Transplant yourself, change is great for the soul. Often a change is
the best thing you can do to start living again, challenge yourself,
awaken your inner seed.

  1. Deadheading often brings about new growth and flowers: You rejuvenate a plant when you remove its spent blooms, it works to create flowers instead of reseeding.

Don’t hold on to old ways or  things, sometimes we need to throw
off our pasts, our old language and doubts before we can grow
again.

  1. The beauty of a garden happens over time: There is the initial bloom you buy from a store, the reason you were attracted in the first place to the specific plant. After the initial blooms fade there is so much more that happens, the roots go deeper, the flowers get more complex and it gets healthier and more vibrant with time.
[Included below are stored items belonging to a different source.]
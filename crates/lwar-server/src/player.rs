// player.rs — player state, input latching, selection, and spawning

use rand::Rng;

use lwar_common::id::Id;
use lwar_common::message::InputButtons;
use lwar_common::vector::{rad, unit, Real, Vec2, VEC2_ZERO};

use crate::config::{AIM_DEADZONE, MAX_NAME_LENGTH, MAX_PLANETS, MIN_PLANET_DIST, NUM_SLOTS};
use crate::entity::{self, type_bit, EntityType, SlotRef};
use crate::server::Server;

#[derive(Default, Clone, Copy)]
pub struct PlayerSlot {
    pub entity: Option<u16>,
    pub selected_type: Option<&'static EntityType>,
}

pub struct Player {
    pub id: Id,
    pub name: String,

    pub ship: PlayerSlot,
    pub weapons: [PlayerSlot; NUM_SLOTS],
    pub kills: u16,
    pub deaths: u16,

    /// Latched input: thrust axes in [-1, 1], turn fraction, aim vector.
    pub a: Vec2,
    pub rot: Real,
    pub aim: Vec2,
}

impl Default for Player {
    fn default() -> Self {
        Player {
            id: Id::default(),
            name: String::new(),
            ship: PlayerSlot::default(),
            weapons: [PlayerSlot::default(); NUM_SLOTS],
            kills: 0,
            deaths: 0,
            a: VEC2_ZERO,
            rot: 0.0,
            aim: VEC2_ZERO,
        }
    }
}

fn pressed(b: u8) -> f32 {
    (b != 0) as u32 as f32
}

/// Latch a folded input sample into the player and the weapon actives.
pub fn player_input(sv: &mut Server, c: u16, buttons: &InputButtons, aim_x: i16, aim_y: i16) {
    let weapons;
    {
        let Some(client) = sv.clients.get_mut(c) else { return };
        let p = &mut client.player;
        p.a.x = pressed(buttons.forwards) - pressed(buttons.backwards);
        p.a.y = pressed(buttons.strafe_right) - pressed(buttons.strafe_left);

        let aim = Vec2::new(aim_x as f32, aim_y as f32);
        if aim.len() >= AIM_DEADZONE {
            p.aim = aim;
        }
        weapons = p.weapons;
    }
    for (i, slot) in weapons.iter().enumerate() {
        if let Some(e) = slot.entity.and_then(|n| sv.entities.get_mut(n)) {
            e.active = buttons.fire[i] != 0;
        }
    }
}

/// Record the ship/weapon loadout choice. Unknown type ids clear the slot.
pub fn player_select(sv: &mut Server, c: u16, ship_type: u8, weapon_types: [u8; 4]) {
    let ship = entity::entity_type_get(sv, ship_type);
    let weapons = weapon_types.map(|t| entity::entity_type_get(sv, t));
    let Some(client) = sv.clients.get_mut(c) else { return };
    client.player.ship.selected_type = ship;
    for (slot, t) in client.player.weapons.iter_mut().zip(weapons) {
        slot.selected_type = t;
    }
}

pub fn player_rename(sv: &mut Server, c: u16, name: &str) {
    if let Some(client) = sv.clients.get_mut(c) {
        let mut name = name.to_owned();
        name.truncate(MAX_NAME_LENGTH);
        client.player.name = name;
    }
}

/// Spawn the selected ship at `x` and mount the selected weapons onto its
/// attachment slots. Slots refuse types outside their allowed set.
pub fn player_spawn(sv: &mut Server, c: u16, x: Vec2) {
    let Some(client) = sv.clients.get(c) else { return };
    if client.player.ship.entity.is_some() {
        return;
    }
    let Some(ship_type) = client.player.ship.selected_type else { return };

    let Some(ship) = entity::entity_create(sv, ship_type, Some(c), x, VEC2_ZERO) else {
        return;
    };
    sv.entities.get_mut(ship).expect("just created").slot = Some(SlotRef::Ship);
    sv.clients.get_mut(c).expect("caller checked").player.ship.entity = Some(ship);

    for i in 0..NUM_SLOTS {
        let selected = sv.clients.get(c).and_then(|cl| cl.player.weapons[i].selected_type);
        let Some(t) = selected else { continue };
        let st = ship_type.slots[i];
        if st.possible_types & type_bit(t.id) == 0 {
            continue;
        }
        // position and velocity are overridden as soon as the attachment
        // slaves the weapon to the ship
        let Some(w) = entity::entity_create(sv, t, Some(c), VEC2_ZERO, VEC2_ZERO) else {
            continue;
        };
        entity::entity_attach(sv, ship, w, st.dx, st.dphi);
        sv.entities.get_mut(w).expect("just created").slot = Some(SlotRef::Weapon(i));
        sv.clients.get_mut(c).expect("caller checked").player.weapons[i].entity = Some(w);
    }
}

/// Keep the player's slot table honest when one of its entities dies. A dead
/// ship also clears the selection, so respawn waits for the next SELECTION.
pub fn player_notify_entity(sv: &mut Server, n: u16) {
    let Some(e) = sv.entities.get(n) else { return };
    if !e.dead {
        return;
    }
    let (Some(slot), Some(c)) = (e.slot, e.player) else { return };
    log::debug!("- slot of client {}, entity {}", c, n);
    match slot {
        SlotRef::Ship => {
            player_select(sv, c, 0, [0; 4]);
            if let Some(client) = sv.clients.get_mut(c) {
                client.player.ship.entity = None;
            }
        }
        SlotRef::Weapon(i) => {
            if let Some(client) = sv.clients.get_mut(c) {
                client.player.weapons[i].entity = None;
            }
        }
    }
}

/// Turn the latched input into ship acceleration and rotation.
fn player_action(sv: &mut Server, c: u16) {
    let Some(client) = sv.clients.get(c) else { return };
    let p = &client.player;
    let Some(ship) = p.ship.entity else { return };
    let Some(e) = sv.entities.get(ship) else { return };

    let t = e.etype;
    let v_local = Vec2::new(p.a.x * t.max_a.x * 0.5, p.a.y * t.max_a.y * 0.5);
    let v_world = v_local.rotate(e.phi);
    let thrusting = p.a.x != 0.0 || p.a.y != 0.0;

    let rot = if p.aim.len() > 0.0 {
        let q = p.aim.rotate(-e.phi).normalize();
        Some(q.arctan() / std::f32::consts::PI)
    } else {
        None
    };

    if let Some(rot) = rot {
        if let Some(client) = sv.clients.get_mut(c) {
            client.player.rot = rot;
        }
        entity::entity_rotate(sv, ship, rot);
    }
    if thrusting {
        entity::entity_accelerate_to(sv, ship, v_world);
    }
}

/// Spawn ships for shipless players and translate everyone's input.
pub fn players_update(sv: &mut Server) {
    for c in sv.clients.indices() {
        let alive = sv.clients.get(c).map(|cl| !cl.dead).unwrap_or(false);
        if !alive {
            continue;
        }
        let needs_ship =
            sv.clients.get(c).map(|cl| cl.player.ship.entity.is_none()).unwrap_or(false);
        if needs_ship {
            // somewhere on the inner planet rings
            let ring = sv.rng.gen_range(0..(MAX_PLANETS - 5)) as f32;
            let dist = 4000.0 + (ring + 1.0) * MIN_PLANET_DIST + MIN_PLANET_DIST / 2.0;
            let phi = rad(sv.rng.gen_range(0.0..360.0));
            player_spawn(sv, c, unit(phi).scale(dist));
        }
        player_action(sv, c);
    }
}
    Be more interested in the long term than the transient. Don’t panic as things in your life change and be patient as you discover the big picture.

  1. Don’t chose the wrong plant: If you plant a cactus in a rainforest, the results are not going to be good. Can you do it? Yes, but it will take more time, more materials and more attention.

    Know who you are, be who you are. Don’t force yourself into someones’ perceived garden, realize how much more work and attention you will need for the same result.

  1. Have fun:If you look at the garden as a task, that is exactly what it will be. Have fun, enjoy yourself, get dirty and did I mention; Learn a lot.

    Sometimes we are so intense about living, about goals, about expectations we forget we are here to enjoy, to have fun. Today I dug in the garden and it felt amazing. Stop, and enjoy your life, winter will be here sooner than you think.

  1. Find old friends among the weeds: This is one of the primary reasons I started writing this post. While digging out the seeds and mulching the garden I found old friends. I rediscovered how much I enjoy digging in the soil. I stopped and enjoyed a moment gardening; it was like spring again.

I also found plants that had reseeded, last years flowers that reappeared, I love perennials. I would have never even realized them if I didn’t stop and dig in the soil and rejuvenate the garden. I remembered why I started gardening in the first place. Despite the heat, despite the sweat and toil and scars on barehands, I never use gloves.  I realize nature is the force that rejuvenates me and gardening makes me remember that.

So get out there, enjoy nature, start a garden or just stop and enjoy someone else’s, Learn, read, find out what you loved as a child and rejuvenate your own garden, the results will amaze you!